高齢の日系カナダ人女性が死神の手を逃れつつ壊れた人間関係を修復する、奇妙で暖かいグラフィック・ノベル Shadow Life

日本語版が出ました。

作者:Hiromi Goto、Ann Xu(イラスト)
Publisher ‏ : ‎ First Second
刊行日:March 30, 2021
Hardcover ‏ : ‎ 368 pages
ISBN-10 ‏ : ‎ 1626723567
ISBN-13 ‏ : ‎ 978-1626723566
対象年齢:一般(PG12)
読みやすさレベル:5(文章はシンプルだが、意味を理解するためにはベーシックな知識が必要な部分がある)
ジャンル:グラフィック・ノベル(英語圏の漫画に匹敵するもの)
テーマ、キーワード:老い、死、家族、友人、和解、日系カナダ人
賞:2022 Asian/Pacific American Literature Award Winner for Adult Fiction、2022 L.A Times Book Prize Finalist

76歳の日系アメリカ人Kumikoは、夫を亡くして一人暮らしであることを案じた娘たちから高齢者向けのアシステッドリビングに入居させられてしまったが、一人暮らしに戻りたくて施設から逃げ出した。独断的で他人の意見に耳を傾けない長女によって施設に戻らされる恐れがあるので、Kumikoは誰にも居場所を知らせずにアパートメントに住み始めた。

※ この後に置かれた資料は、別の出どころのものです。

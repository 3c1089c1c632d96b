use thiserror::Error;

use crate::model::{Criterion, Tagged};

/// Result of a successful criteria resolution.
#[derive(Debug)]
pub struct CriteriaMatch<'a, T> {
    /// Position of the matching criterion in the criteria list
    pub index: usize,
    pub criterion: Criterion,
    /// Non-empty, in the order of the candidates
    pub matches: Vec<&'a T>,
}

#[derive(Debug, Error)]
#[error("no active candidate matches any of the criteria [{}]", format_criteria(.criteria))]
pub struct NoMatchFound {
    pub criteria: Vec<Criterion>,
}

fn format_criteria(criteria: &[Criterion]) -> String {
    criteria
        .iter()
        .map(|criterion| criterion.to_string())
        .collect::<Vec<_>>()
        .join(", ")
}

/// Finds the first criterion that is satisfied by at least one active candidate
/// and returns all active candidates satisfying it.
pub fn resolve<'a, T: Tagged>(
    criteria: &[Criterion],
    candidates: &'a [T],
) -> Result<CriteriaMatch<'a, T>, NoMatchFound> {
    for (index, criterion) in criteria.iter().enumerate() {
        let matches: Vec<&T> = candidates
            .iter()
            .filter(|candidate| candidate.is_active())
            .filter(|candidate| criterion.is_satisfied_by(candidate.tags()))
            .collect();
        if !matches.is_empty() {
            log::debug!(
                "Criterion #{index} {criterion} matched {} candidate(s)",
                matches.len()
            );
            return Ok(CriteriaMatch {
                index,
                criterion: criterion.clone(),
                matches,
            });
        }
    }
    Err(NoMatchFound {
        criteria: criteria.to_vec(),
    })
}
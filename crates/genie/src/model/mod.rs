pub mod job;
pub mod resources;

pub use job::{
    Attachment, ChosenCriteria, Job, JobDoneFile, JobExecution, JobRequest, JobStatus,
};
pub use resources::{
    Application, ApplicationStatus, Cluster, ClusterStatus, Command, CommandStatus, Criterion,
    ExecutionResources, Tagged,
};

しかし、Kumikoを追いかけているのは、娘たちだけではなかった。死の影の存在を察知したKumikoは、死神を出し抜いて少し時間をもらおうとする…。

若者は高齢者のことを判断力がない子供のように扱いがちである。加齢とともに行動力も思考力も鈍くなってくるのは事実だが、子供に戻るわけではない。Kumikoがバスの中で”I don’t feel old inside.”と心の中でつぶやいているが、心の中は子供の頃から連続している「自分」でしかない。思い通りに身体や頭が動かないことにフラストレーションを覚えながらも、最後まで思いのままに生きたいと思っている人のほうが多いだろう。だからKumikoの長女には(そういうキャラだとわかっていても)イライラせずにはいられなかった。

私のアメリカ人の義母は88歳なのだが、義父が亡くなってからずっと一人暮らしをしている。慢性疾患もない健康体であり、運転も自分でするし、ひとりで飛行機に乗って旅行にも行く。私よりも記憶力はいい。その義母について、数年前に義弟と結婚した義妹が「キャロリンが2階にベッドルームがある家で一人暮らしをしているのはunacceptable(容認できない)。息子である兄弟3人で話し合ってキャロリンがアシステッドリビングに入居するよう説得するべき。私は知人のコネを通じて、最も人気があって待ち時間が長いAへの入居をアレンジできる。既にその手配はしたから」と言ったとき、私は怒りを抑えながら「最後まで一人暮らしをしたい人はいますよ。キャロリンの意思を重視してあげるべきでしょう」となるべくやんわりと言った。ところが義妹は「それで怪我をしたらどうするの? こういうことは、子供たちが決めてあげるべき」と強く主張する。だから私も「これはキャロリンの人生なんだから、他人が勝手にどれが正しいか決めるものではないでしょう?」と強い口調になってしまった。このグラフィック・ノベルを読みながら、その出来事を思い出していた。

Kumikoはバイセクシュアルで、愛する夫と結婚する前には女性の恋人がいた。その女性と50年ぶりに再会するのだが、別れた理由には当時の政治的な背景があり、これがまた切ない。もちろん長女は、母親に若かりし頃があったとは思わないので、それすら怒りの材料にしてしまうのだが…。

死神との騙し合いもなかなかユニークであり、キュートなところとしんみりするところが混じり合う面白い作品だっが。ニキ リンコさんの翻訳で日本語版が刊行されたので、ぜひ読んでみてほしい。